Only lines holding the string "quicpipe" are wanted; copy each one from the material.

- [EXERCISE INPUT]:

↓↓↓

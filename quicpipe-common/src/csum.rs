//! IPv4 header checksum, see https://datatracker.ietf.org/doc/html/rfc1071#section-4.1

/// Fixed IPv4 header length. Headers with options never get here.
pub const IPV4_HDR_LEN: usize = 20;

/// One's complement sum of the header taken as big-endian 16-bit words.
#[inline(always)]
pub fn ones_complement_sum(hdr: &[u8; IPV4_HDR_LEN]) -> u16 {
    let mut sum = 0_u32;

    for i in 0..IPV4_HDR_LEN / 2 {
        sum += (hdr[2 * i] as u32) << 8 | hdr[2 * i + 1] as u32;
        if sum >> 16 != 0 {
            sum = (sum & 0xffff) + (sum >> 16);
        }
    }

    // no options so no padding
    if sum >> 16 != 0 {
        sum = (sum & 0xffff) + (sum >> 16);
    }

    sum as u16
}

/// Returns the checksum in network byte order, ready to be stored in the
/// header. The checksum field must be zero before calling this.
#[inline(always)]
pub fn ipv4_checksum(hdr: &[u8; IPV4_HDR_LEN]) -> u16 {
    (!ones_complement_sum(hdr)).to_be()
}
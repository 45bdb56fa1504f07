use anyhow::{anyhow, Context};
use clap::Parser;
use std::{path::PathBuf, process::Command};

#[derive(Debug, Copy, Clone, clap::ValueEnum)]
enum Arch {
    #[clap(name = "bpfel-unknown-none")]
    BpfEl,
    #[clap(name = "bpfeb-unknown-none")]
    BpfEb,
}

impl Arch {
    fn as_str(&self) -> &'static str {
        match self {
            Arch::BpfEl => "bpfel-unknown-none",
            Arch::BpfEb => "bpfeb-unknown-none",
        }
    }
}

#[derive(Debug, Parser)]
struct BuildOptions {
    /// Target the xdp program is built for
    #[clap(long, value_enum, default_value = "bpfel-unknown-none")]
    target: Arch,

    /// Build in debug mode, the default is release
    #[clap(long)]
    debug: bool,
}

impl BuildOptions {
    fn profile_args(&self) -> &'static [&'static str] {
        if self.debug {
            &[]
        } else {
            &["--release"]
        }
    }
}

#[derive(Debug, Parser)]
enum Opt {
    /// Build the xdp object with the nightly toolchain
    BuildEbpf(BuildOptions),
    /// Build the xdp object and the control plane
    Build(BuildOptions),
}

fn workspace_dir() -> PathBuf {
    PathBuf::from(env!("CARGO_MANIFEST_DIR"))
        .parent()
        .map(PathBuf::from)
        .unwrap_or_default()
}

fn run(cmd: &mut Command) -> Result<(), anyhow::Error> {
    let status = cmd
        .status()
        .with_context(|| format!("Failed to run {:?}", cmd))?;
    if !status.success() {
        return Err(anyhow!("{:?} failed with {}", cmd, status));
    }
    Ok(())
}

fn build_ebpf(opts: &BuildOptions) -> Result<(), anyhow::Error> {
    let dir = workspace_dir().join("quicpipe-ebpf");
    let target = format!("--target={}", opts.target.as_str());
    let mut args = vec!["build", target.as_str(), "-Z", "build-std=core"];
    args.extend(opts.profile_args());

    run(Command::new("cargo")
        .current_dir(dir)
        .env_remove("RUSTUP_TOOLCHAIN")
        .args(["+nightly"])
        .args(&args))
}

fn build(opts: &BuildOptions) -> Result<(), anyhow::Error> {
    build_ebpf(opts)?;

    let mut args = vec!["build", "--package", "quicpipe"];
    args.extend(opts.profile_args());

    run(Command::new("cargo").current_dir(workspace_dir()).args(&args))
}

fn main() -> Result<(), anyhow::Error> {
    match Opt::parse() {
        Opt::BuildEbpf(opts) => build_ebpf(&opts),
        Opt::Build(opts) => build(&opts),
    }
}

↑↑↑

- [RESULT FOR THIS EXERCISE]:
filename quicpipe-common/src/csum.rs
    let dir = workspace_dir().join("quicpipe-ebpf");
    let mut args = vec!["build", "--package", "quicpipe"];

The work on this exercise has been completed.